SMART contributed to the development of a robotics track for students pursuing a MS degree in engineering science, and funded advanced manufacturing projects relating to topics that include structures built using interlocking 3D-printed elements, health impacts of drones, and reducing costs and improving safety through human-robot collaboration.

In addition, SMART’s exploratory funding program and facilities supported the initial exploration and research that led to six National Science Foundation CAREER awards and at least $12 million in awarded funding and over 130 publications in peer reviewed journals and conferences. In partnership with Boston Valley Terra Cotta, SMART faculty established the Advanced Ceramics Assemblies Workshop (ACAW), leveraging the facilities of the SMART Fabrication Factory to create a hands-on research and development workshop for architects and facade engineers to explore the use of terra cotta in building envelope design.

GEM stimulated interdisciplinary research teams across academic units to investigate how genomes and microbiomes impact human health. The community has supported these efforts with pilot funds, a work-in-progress series, symposia and infrastructure. In turn, this has led to a substantial return on investment in terms of funding, publications and presentations of work nationally and internationally. Additionally, GEM facilitated the creation and approval of a two-year, master’s-level genetic counseling program, which was developed with faculty from across UB.

To promote knowledge and understanding regarding genomics on and off campus, GEM launched the Institute for Genomic Literacy and developed a partnership ecosystem in Western New York to engage with the broader community. This network includes UB’s Clinical and Translational Science Institute community engagement team; public, private and charter schools across the region, including Buffalo Public Schools; the Buffalo Museum of Science; and Hallwalls Contemporary Arts Center.

Through these partnerships, GEM has promoted microbiome and genome literacy through symposia across the disciplines, performances in collaboration with UB’s Department of Theatre and Dance, public workshops and movie nights, extensive K-12 engagement, such as a second-grade microbiome workshop and a virtual COVID-19 chat series for K-12 students.

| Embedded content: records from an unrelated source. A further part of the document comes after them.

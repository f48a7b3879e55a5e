pub mod app;
pub mod cancel;

pub use app::{Cli, DEFAULT_CONFIG_FILENAME, Mode};
pub use cancel::start_cancellation_listener;
//! Collects one inherited process from the source account into a payload

use std::collections::HashSet;

use futures::future::try_join_all;
use log::{debug, info};

use crate::api::ArtifactRepository;
use crate::engine::Engine;
use crate::error::{MigrationError, MigrationResult, StepContext};
use crate::models::{
    FieldDefinition, Picklist, ProcessPayload, WitBehaviors, WitBehaviorsInfo, WitFieldPicklist, WitFields,
    WitLayout, WitRules, WitStates, WorkItemField, WorkItemType,
};

/// Per-type artifacts fetched together
struct WorkItemTypeArtifacts {
    fields: WitFields,
    layout: WitLayout,
    states: WitStates,
    rules: WitRules,
    behaviors: WitBehaviors,
}

pub struct ProcessExporter<R> {
    repo: R,
    engine: Engine,
}

impl<R: ArtifactRepository> ProcessExporter<R> {
    pub fn new(repo: R, engine: Engine) -> Self {
        Self { repo, engine }
    }

    pub async fn export_process(&self, process_name: &str) -> MigrationResult<ProcessPayload> {
        info!("Export process started.");

        let process_id = self
            .engine
            .step("Get source process Id from name", self.source_process_id(process_name))
            .await?;
        let payload = self
            .engine
            .step("Get artifacts from source process", self.collect(&process_id))
            .await?;

        info!("Export process completed.");
        Ok(payload)
    }

    async fn source_process_id(&self, process_name: &str) -> MigrationResult<String> {
        let processes = self
            .engine
            .call("Get processes on source account", || self.repo.list_processes())
            .await
            .export_context(|| {
                "Error getting processes on source account, check account url, token and token permissions."
                    .to_string()
            })?;

        let matches: Vec<_> = processes
            .into_iter()
            .filter(|process| process.name_matches(process_name))
            .collect();

        let process = match matches.as_slice() {
            [] => {
                return Err(MigrationError::Export(format!(
                    "Process '{}' is not found on source account.",
                    process_name
                )));
            }
            [process] => process,
            _ => {
                return Err(MigrationError::Export(format!(
                    "Process name '{}' matches {} processes on source account.",
                    process_name,
                    matches.len()
                )));
            }
        };

        if !process.is_derived() {
            return Err(MigrationError::Export(format!(
                "Process '{}' is not a derived process, not supported.",
                process_name
            )));
        }

        process.type_id.clone().ok_or_else(|| {
            MigrationError::Export(format!("Process '{}' has no type id on source account.", process_name))
        })
    }

    async fn collect(&self, process_id: &str) -> MigrationResult<ProcessPayload> {
        let (process, account_fields, behaviors, work_item_types) = futures::try_join!(
            self.engine.call("Get process", || self.repo.get_process(process_id)),
            self.engine.call("Get fields", || self.repo.list_fields()),
            self.engine.call("Get behaviors", || self.repo.list_behaviors(process_id)),
            self.engine
                .call("Get work item types", || self.repo.list_work_item_types(process_id)),
        )
        .export_context(|| format!("Failed to get artifacts of process '{}'.", process_id))?;

        let work_item_types: Vec<WorkItemType> = work_item_types
            .into_iter()
            .filter(|wit| !wit.is_system())
            .collect();

        let per_type = try_join_all(
            work_item_types
                .iter()
                .map(|wit| self.collect_work_item_type(process_id, wit)),
        )
        .await?;

        let wit_field_picklists = self.collect_picklists(&per_type, &account_fields).await?;
        let fields = referenced_fields(&per_type, &account_fields);

        let mut payload = ProcessPayload::new(process);
        payload.work_item_types = work_item_types;
        payload.fields = fields;
        payload.behaviors = behaviors;
        payload.wit_field_picklists = wit_field_picklists;

        for artifacts in per_type {
            payload.work_item_type_fields.push(artifacts.fields);
            payload.layouts.push(artifacts.layout);
            payload.states.push(artifacts.states);
            payload.rules.push(artifacts.rules);
            payload.work_item_type_behaviors.push(artifacts.behaviors);
        }

        debug!(
            "Exported {} work item types, {} fields, {} picklists",
            payload.work_item_types.len(),
            payload.fields.len(),
            payload.wit_field_picklists.len()
        );
        Ok(payload)
    }

    async fn collect_work_item_type(
        &self,
        process_id: &str,
        wit: &WorkItemType,
    ) -> MigrationResult<WorkItemTypeArtifacts> {
        let wit_ref = wit.reference_name.as_str();

        let labels = [
            format!("Get fields of '{}'", wit_ref),
            format!("Get layout of '{}'", wit_ref),
            format!("Get states of '{}'", wit_ref),
            format!("Get rules of '{}'", wit_ref),
            format!("Get behaviors of '{}'", wit_ref),
        ];

        let (fields, layout, states, rules, behaviors) = futures::try_join!(
            self.engine.call(&labels[0], || self.repo.get_work_item_type_fields(process_id, wit_ref)),
            self.engine.call(&labels[1], || self.repo.get_form_layout(process_id, wit_ref)),
            self.engine.call(&labels[2], || self.repo.get_states(process_id, wit_ref)),
            self.engine.call(&labels[3], || self.repo.get_rules(process_id, wit_ref)),
            self.engine.call(&labels[4], || self.repo.get_work_item_type_behaviors(process_id, wit_ref)),
        )
        .export_context(|| format!("Failed to get artifacts of work item type '{}'.", wit_ref))?;

        Ok(WorkItemTypeArtifacts {
            fields: WitFields {
                work_item_type_ref_name: wit_ref.to_string(),
                fields,
            },
            layout: WitLayout {
                work_item_type_ref_name: wit_ref.to_string(),
                layout,
            },
            states: WitStates {
                work_item_type_ref_name: wit_ref.to_string(),
                states,
            },
            rules: WitRules {
                work_item_type_ref_name: wit_ref.to_string(),
                rules,
            },
            behaviors: WitBehaviors {
                work_item_type: WitBehaviorsInfo {
                    ref_name: wit_ref.to_string(),
                    work_item_type_class: wit.customization,
                },
                behaviors,
            },
        })
    }

    /// Fetch every picklist used by an exported field exactly once
    async fn collect_picklists(
        &self,
        per_type: &[WorkItemTypeArtifacts],
        account_fields: &[WorkItemField],
    ) -> MigrationResult<Vec<WitFieldPicklist>> {
        let mut seen = HashSet::new();
        let mut wanted = Vec::new();

        for artifacts in per_type {
            for usage in &artifacts.fields.fields {
                let picklist_id = account_fields
                    .iter()
                    .find(|field| field.reference_name == usage.reference_name)
                    .filter(|field| field.is_picklist)
                    .and_then(|field| field.picklist_id.as_deref());

                if let Some(picklist_id) = picklist_id {
                    if seen.insert(picklist_id.to_string()) {
                        wanted.push((
                            artifacts.fields.work_item_type_ref_name.as_str(),
                            usage.reference_name.as_str(),
                            picklist_id,
                        ));
                    }
                }
            }
        }

        try_join_all(wanted.into_iter().map(|(wit_ref, field_ref, picklist_id)| async move {
            let picklist: Picklist = self
                .engine
                .call(&format!("Get picklist '{}'", picklist_id), || {
                    self.repo.get_picklist(picklist_id)
                })
                .await
                .export_context(|| format!("Failed to get picklist for field '{}'.", field_ref))?;

            Ok::<_, MigrationError>(WitFieldPicklist {
                work_item_type_ref_name: wit_ref.to_string(),
                field_ref_name: field_ref.to_string(),
                picklist,
            })
        }))
        .await
    }
}

/// Account field definitions used by at least one exported type, first use wins
fn referenced_fields(per_type: &[WorkItemTypeArtifacts], account_fields: &[WorkItemField]) -> Vec<FieldDefinition> {
    let mut seen = HashSet::new();
    let mut fields = Vec::new();

    for artifacts in per_type {
        for usage in &artifacts.fields.fields {
            if !seen.insert(usage.reference_name.as_str()) {
                continue;
            }
            if let Some(field) = account_fields
                .iter()
                .find(|field| field.reference_name == usage.reference_name)
            {
                fields.push(field.to_definition());
            }
        }
    }

    fields
}
use log::{error, warn};

use super::{ProcessImporter, target_process_id};
use crate::api::ArtifactRepository;
use crate::error::{MigrationError, MigrationResult, StepContext};
use crate::models::{ProcessPayload, WorkItemTypeField};

impl<R: ArtifactRepository> ProcessImporter<R> {
    /// Attach field usages to their work item types.
    ///
    /// Identity defaults are set by a second call so a rejected default can be
    /// tolerated without losing the field.
    pub(super) async fn add_fields_to_work_item_types(&self, payload: &ProcessPayload) -> MigrationResult<()> {
        let process_id = target_process_id(payload)?;

        for entry in &payload.work_item_type_fields {
            let wit = entry.work_item_type_ref_name.as_str();

            for field in &entry.fields {
                let identity_default = if is_identity(payload, field) {
                    field.effective_default().cloned()
                } else {
                    None
                };

                let add = WorkItemTypeField {
                    default_value: if identity_default.is_some() { None } else { field.default_value.clone() },
                    ..field.clone()
                };

                let added = self
                    .engine
                    .call(
                        &format!("Add field '{}' to work item type '{}'", field.reference_name, wit),
                        || self.repo.add_field_to_work_item_type(process_id, wit, &add),
                    )
                    .await
                    .import_context(|| {
                        format!(
                            "Failed to add field '{}' to work item type '{}', see logs for details.",
                            field.reference_name, wit
                        )
                    })?;

                if added.reference_name != field.reference_name {
                    return Err(MigrationError::Import(format!(
                        "Failed to add field '{}' to work item type '{}', server returned reference name '{}'.",
                        field.reference_name, wit, added.reference_name
                    )));
                }

                let Some(default_value) = identity_default else {
                    continue;
                };

                let with_default = WorkItemTypeField {
                    default_value: Some(default_value.clone()),
                    ..field.clone()
                };

                let result = self
                    .engine
                    .call(
                        &format!(
                            "Update field '{}' with default value on work item type '{}'",
                            field.reference_name, wit
                        ),
                        || self.repo.add_field_to_work_item_type(process_id, wit, &with_default),
                    )
                    .await;

                match result {
                    Ok(_) => {}
                    Err(MigrationError::Cancelled) => return Err(MigrationError::Cancelled),
                    Err(e) if self.options.continue_on_identity_default_value_failure => {
                        warn!(
                            "Failed to set field '{}' with default value '{}' to work item type '{}', continue because 'continueOnIdentityDefaultValueFailure' is set to true. {}",
                            field.reference_name, default_value, wit, e
                        );
                    }
                    Err(e) => {
                        error!("{}", e);
                        return Err(MigrationError::Import(format!(
                            "Failed to set field '{}' with default value '{}' to work item type '{}'. You may set continueOnIdentityDefaultValueFailure = true in configuration file to continue.",
                            field.reference_name, default_value, wit
                        )));
                    }
                }
            }
        }

        Ok(())
    }
}

/// Usages of identity fields are sometimes typed `string`, the collection
/// definition is checked as well
fn is_identity(payload: &ProcessPayload, field: &WorkItemTypeField) -> bool {
    field.is_identity()
        || payload
            .fields
            .iter()
            .any(|definition| definition.reference_name == field.reference_name && definition.is_identity)
}
#[async_trait]
impl LayoutRepository for FakeRepository {
    async fn get_form_layout(&self, process_id: &str, wit: &str) -> ApiResult<FormLayout> {
        let state = self.record(format!("get_form_layout {}", wit))?;
        Ok(state.layouts.get(&key(process_id, wit)).cloned().unwrap_or_default())
    }

    async fn add_page(&self, _process_id: &str, wit: &str, page: &Page) -> ApiResult<Page> {
        let mut state = self.record(format!("add_page {} {}", wit, page.id))?;
        let id = state.next_id("page");
        Ok(Page { id, ..page.clone() })
    }

    async fn edit_page(&self, _process_id: &str, wit: &str, page: &Page) -> ApiResult<Page> {
        self.record(format!("edit_page {} {}", wit, page.id))?;
        Ok(page.clone())
    }

    async fn add_group(
        &self,
        _process_id: &str,
        wit: &str,
        page_id: &str,
        section_id: &str,
        group: &Group,
    ) -> ApiResult<Group> {
        let mut state = self.record(format!(
            "add_group {} {} {} {} controls={}",
            wit,
            page_id,
            section_id,
            group.id,
            group.controls.len()
        ))?;
        let id = state.next_id("group");
        Ok(Group { id, ..group.clone() })
    }

    async fn edit_group(
        &self,
        _process_id: &str,
        wit: &str,
        page_id: &str,
        section_id: &str,
        group_id: &str,
        group: &Group,
    ) -> ApiResult<Group> {
        self.record(format!("edit_group {} {} {} {}", wit, page_id, section_id, group_id))?;
        Ok(Group {
            id: group_id.to_string(),
            ..group.clone()
        })
    }

    async fn add_control(&self, _process_id: &str, wit: &str, group_id: &str, control: &Control) -> ApiResult<Control> {
        self.record(format!("add_control {} {} {}", wit, group_id, control.id))?;
        Ok(control.clone())
    }

    async fn edit_control(
        &self,
        _process_id: &str,
        wit: &str,
        group_id: &str,
        control_id: &str,
        control: &Control,
    ) -> ApiResult<Control> {
        self.record(format!("edit_control {} {} {}", wit, group_id, control_id))?;
        Ok(Control {
            id: control_id.to_string(),
            ..control.clone()
        })
    }
}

GEM also partnered with UB’s Department of Art to create the Coalesce Center for Biological Art, which provides studio space, workshops, exhibitions, and graduate and residency opportunities relating to biological art and emerging practices in the arts and a place where scientists and non-scientists meet and interact.

Together, the communities have created an ecosystem that is capable of supporting teams of faculty and students to apply new ideas, approaches and methods to develop research and educational programs and community partnerships to respond to emerging challenges. This infrastructure will continue to strengthen the university for years to come.